China está dispuesta a romper un récord hidraúlico: construyen la presa más alta del mundo que sería comparada con un rascacielos de 100 pisos
China busca romper un nuevo récord con la construcción de la presa Shuangjiangkou en la provincia de Sichuan, obra que ostentará el título de la más alta del mundo. Este ambicioso proyecto de ingeniería en el suroeste del país cumplió un hito esencial el 1 de mayo de 2025 tras el inicio del almacenamiento de agua. El medio South China Morning Post y los desarrolladores confirmaron este avance, el cual acerca la infraestructura a su fase operativa final.
La empresa estatal PowerChina busca que la estructura supere los récords actuales de ingeniería hidráulica con una altura equivalente a un rascacielos de 100 niveles. Además de fortalecer la matriz energética de Pekín, la presa cumplirá una función estratégica en la regulación del río Dadu. Su diseño permitirá un control eficiente de las inundaciones y gestionará los caudales críticos durante las épocas de crecida en la región.
¿Cómo será la presa más grande del mundo, construída por China?
La presa Shuangjiangkou se ubica sobre el río Dadu, un afluente relevante con origen en la meseta tibetana oriental que recorre la provincia de Sichuan, China. Específicamente, la estructura pertenece a la prefectura autónoma tibetana y qiang de Aba. Gracias a la orografía montañosa de esta zona, la construcción destaca como un hito visual de gran alcance en la región.
Este proyecto de ingeniería civil alcanza una altura de 315 metros, cifra que supera por 10 metros a la presa Jinping-I. Esta escala monumental equivale a la magnitud de un rascacielos con más de 100 plantas. Con estas dimensiones, la obra establece un nuevo récord mundial dentro del territorio de Sichuan y la infraestructura moderna.

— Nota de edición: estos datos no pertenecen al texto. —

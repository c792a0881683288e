//! Configuration loading and saving utilities.
//!
//! The config lives at `~/.fleetdeck/sync.json`. A missing file means
//! defaults; a malformed one is an error so typos do not silently reset the
//! subscription endpoint.

use std::collections::BTreeSet;
use std::env;
use std::fs;
use std::path::{Path, PathBuf};
use std::time::Duration;

use serde::{Deserialize, Serialize};

use crate::error::{Result, SyncError};

pub const ENDPOINT_ENV: &str = "FLEETDECK_WS_ENDPOINT";
pub const DEFAULT_WS_ENDPOINT: &str =
    "ws://localhost:8080/v1/subscribe?eventNames=resource.change";
pub const DEFAULT_PING_TIMEOUT_MS: u64 = 11_000;

#[derive(Debug, Clone, PartialEq, Eq, Serialize, Deserialize)]
#[serde(default)]
pub struct SyncConfig {
    pub ws_endpoint: String,
    /// Two missed server pings (sent every 5s) plus slack.
    pub ping_timeout_ms: u64,
    /// Lifecycle states after which a resource belongs to no collection.
    pub terminal_states: BTreeSet<String>,
    pub auth_enabled: bool,
}

impl Default for SyncConfig {
    fn default() -> Self {
        Self {
            ws_endpoint: DEFAULT_WS_ENDPOINT.to_string(),
            ping_timeout_ms: DEFAULT_PING_TIMEOUT_MS,
            terminal_states: ["removed", "purged"]
                .into_iter()
                .map(str::to_string)
                .collect(),
            auth_enabled: true,
        }
    }
}

impl SyncConfig {
    pub fn ping_timeout(&self) -> Duration {
        Duration::from_millis(self.ping_timeout_ms)
    }

    pub fn is_terminal(&self, state: Option<&str>) -> bool {
        state
            .map(|state| self.terminal_states.contains(state))
            .unwrap_or(false)
    }
}

/// Returns the path to the fleetdeck directory (~/.fleetdeck).
pub fn get_fleetdeck_dir() -> Option<PathBuf> {
    dirs::home_dir().map(|h| h.join(".fleetdeck"))
}

/// Returns the path to the sync configuration file.
pub fn get_sync_config_path() -> Option<PathBuf> {
    get_fleetdeck_dir().map(|d| d.join("sync.json"))
}

/// Loads the default config file and applies environment overrides.
pub fn load_sync_config() -> Result<SyncConfig> {
    let mut config = match get_sync_config_path() {
        Some(path) => load_sync_config_from(&path)?,
        None => SyncConfig::default(),
    };

    if let Ok(endpoint) = env::var(ENDPOINT_ENV) {
        if !endpoint.trim().is_empty() {
            config.ws_endpoint = endpoint;
        }
    }
    Ok(config)
}

pub fn load_sync_config_from(path: &Path) -> Result<SyncConfig> {
    let content = match fs::read_to_string(path) {
        Ok(content) => content,
        Err(err) if err.kind() == std::io::ErrorKind::NotFound => {
            return Ok(SyncConfig::default())
        }
        Err(source) => {
            return Err(SyncError::Io {
                context: format!("reading {}", path.display()),
                source,
            })
        }
    };

    serde_json::from_str(&content).map_err(|err| SyncError::Config {
        path: path.to_path_buf(),
        details: err.to_string(),
    })
}

pub fn save_sync_config(config: &SyncConfig, path: &Path) -> Result<()> {
    if let Some(parent) = path.parent() {
        fs::create_dir_all(parent).map_err(|source| SyncError::Io {
            context: format!("creating {}", parent.display()),
            source,
        })?;
    }

    let content = serde_json::to_string_pretty(config).map_err(|source| SyncError::Json {
        context: "serializing sync config".to_string(),
        source,
    })?;
    fs::write(path, content).map_err(|source| SyncError::Io {
        context: format!("writing {}", path.display()),
        source,
    })
}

Actualmente, el embalse ya inició la acumulación de recursos hídricos con un volumen aproximado de 110 millones de metros cúmicos en su etapa inicial. Este proceso sitúa el nivel del agua a 2.344 metros sobre el nivel del mar. Dichos avances confirman que el complejo hidroeléctrico se aproxima con éxito a su fase de operación definitiva.
Desafíos técnicos enfrentados y su importancia global
El proyecto Shuangjiangkou enfrenta retos de ingeniería monumentales por su ubicación en zonas de alta montaña. La complejidad geológica de la región, que presenta suelos fracturados y una intensa actividad sísmica, exige un diseño estructural riguroso. Estas condiciones ambientales extremas obligan a garantizar la estabilidad absoluta del muro de contención mediante estándares de seguridad superiores.
La superación de estos obstáculos técnicos es posible gracias a la implementación de tecnología de vanguardia. La obra integra robots rodillos con sensores avanzados, redes de comunicación 5G y drones destinados al monitoreo ambiental. Estas herramientas optimizan los procesos de construcción en tiempo real y minimizan los riesgos laborales en un entorno tan hostil.
La relevancia de esta infraestructura es global, ya que posiciona a China como el líder indiscutible en energía renovable e infraestructura hidráulica. Con una capacidad de 2.000 megavatios, la central abastecerá a millones de hogares y reducirá la dependencia del carbón. Este avance representa un paso decisivo hacia la descarbonización y la mitigación del impacto ambiental a gran escala.